▸ **GOAL OF THE EXERCISE**:
Where the word "servant" shows up in the entries below, please copy the whole line.

------------------------------------------------------------

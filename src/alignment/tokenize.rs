use std::{collections::HashMap, ops::Range};

use super::TargetWord;

#[derive(Debug, Clone, PartialEq, Eq)]
pub enum Token<'a> {
    Word(TargetWord),
    /// Whitespace, punctuation and USFM markers between words.
    Other(&'a str),
}

fn is_word_char(c: char) -> bool { c.is_alphanumeric() || c == '\'' || c == '’' }

/// Split verse text into words and the text between them, numbering the
/// occurrences of every word. USFM markers such as `\q1` or `\qt*` never
/// count as words.
pub fn tokenize(text: &str) -> Vec<Token<'_>> {
    let mut spans: Vec<(bool, Range<usize>)> = Vec::new();
    let mut chars = text.char_indices().peekable();

    while let Some(&(start, c)) = chars.peek() {
        let mut end = start;
        let is_word = is_word_char(c);

        if c == '\\' {
            chars.next();
            end += c.len_utf8();
            while let Some(&(i, c)) = chars.peek() {
                if !(c.is_alphanumeric() || c == '-') {
                    break;
                }
                chars.next();
                end = i + c.len_utf8();
            }
            if let Some(&(i, '*')) = chars.peek() {
                chars.next();
                end = i + 1;
            }
        } else {
            while let Some(&(i, c)) = chars.peek() {
                if is_word_char(c) != is_word || c == '\\' {
                    break;
                }
                chars.next();
                end = i + c.len_utf8();
            }
        }

        match spans.last_mut() {
            Some((false, previous)) if !is_word => previous.end = end,
            _ => spans.push((is_word, start..end)),
        }
    }
    let spans: Vec<(bool, &str)> = spans
        .into_iter()
        .map(|(is_word, range)| (is_word, &text[range]))
        .collect();

    let mut totals: HashMap<&str, u32> = HashMap::new();
    for &(is_word, word) in &spans {
        if is_word {
            *totals.entry(word).or_default() += 1;
        }
    }

    let mut seen: HashMap<&str, u32> = HashMap::new();
    spans
        .into_iter()
        .map(|(is_word, span)| {
            if !is_word {
                return Token::Other(span);
            }
            let occurrence = seen.entry(span).or_default();
            *occurrence += 1;
            Token::Word(TargetWord::new(span, *occurrence, totals[span]))
        })
        .collect()
}

/// The words of `text` with their occurrence numbers.
pub fn target_words(text: &str) -> Vec<TargetWord> {
    tokenize(text)
        .into_iter()
        .filter_map(|token| match token {
            Token::Word(word) => Some(word),
            Token::Other(_) => None,
        })
        .collect()
}

#[cfg(test)]
mod tests {
    use pretty_assertions::assert_eq;

    use super::*;

    #[test]
    fn test_tokenize() {
        assert_eq!(tokenize("Paul, a servant"), vec![
            Token::Word(TargetWord::new("Paul", 1, 1)),
            Token::Other(", "),
            Token::Word(TargetWord::new("a", 1, 1)),
            Token::Other(" "),
            Token::Word(TargetWord::new("servant", 1, 1)),
        ]);
    }

    #[test]
    fn test_occurrences() {
        let words = target_words("God and God's people and God");

        assert_eq!(words, vec![
            TargetWord::new("God", 1, 2),
            TargetWord::new("and", 1, 2),
            TargetWord::new("God's", 1, 1),
            TargetWord::new("people", 1, 1),
            TargetWord::new("and", 2, 2),
            TargetWord::new("God", 2, 2),
        ]);
    }

    #[test]
    fn test_markers_are_not_words() {
        assert_eq!(tokenize("\\q1 Grace\\qt*\n"), vec![
            Token::Other("\\q1 "),
            Token::Word(TargetWord::new("Grace", 1, 1)),
            Token::Other("\\qt*\n"),
        ]);
    }

    #[test]
    fn test_empty() {
        assert_eq!(tokenize(""), vec![]);
    }
}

------------------------------------------------------------

▸ **EXERCISE ANSWER**:
        assert_eq!(tokenize("Paul, a servant"), vec![
            Token::Word(TargetWord::new("servant", 1, 1)),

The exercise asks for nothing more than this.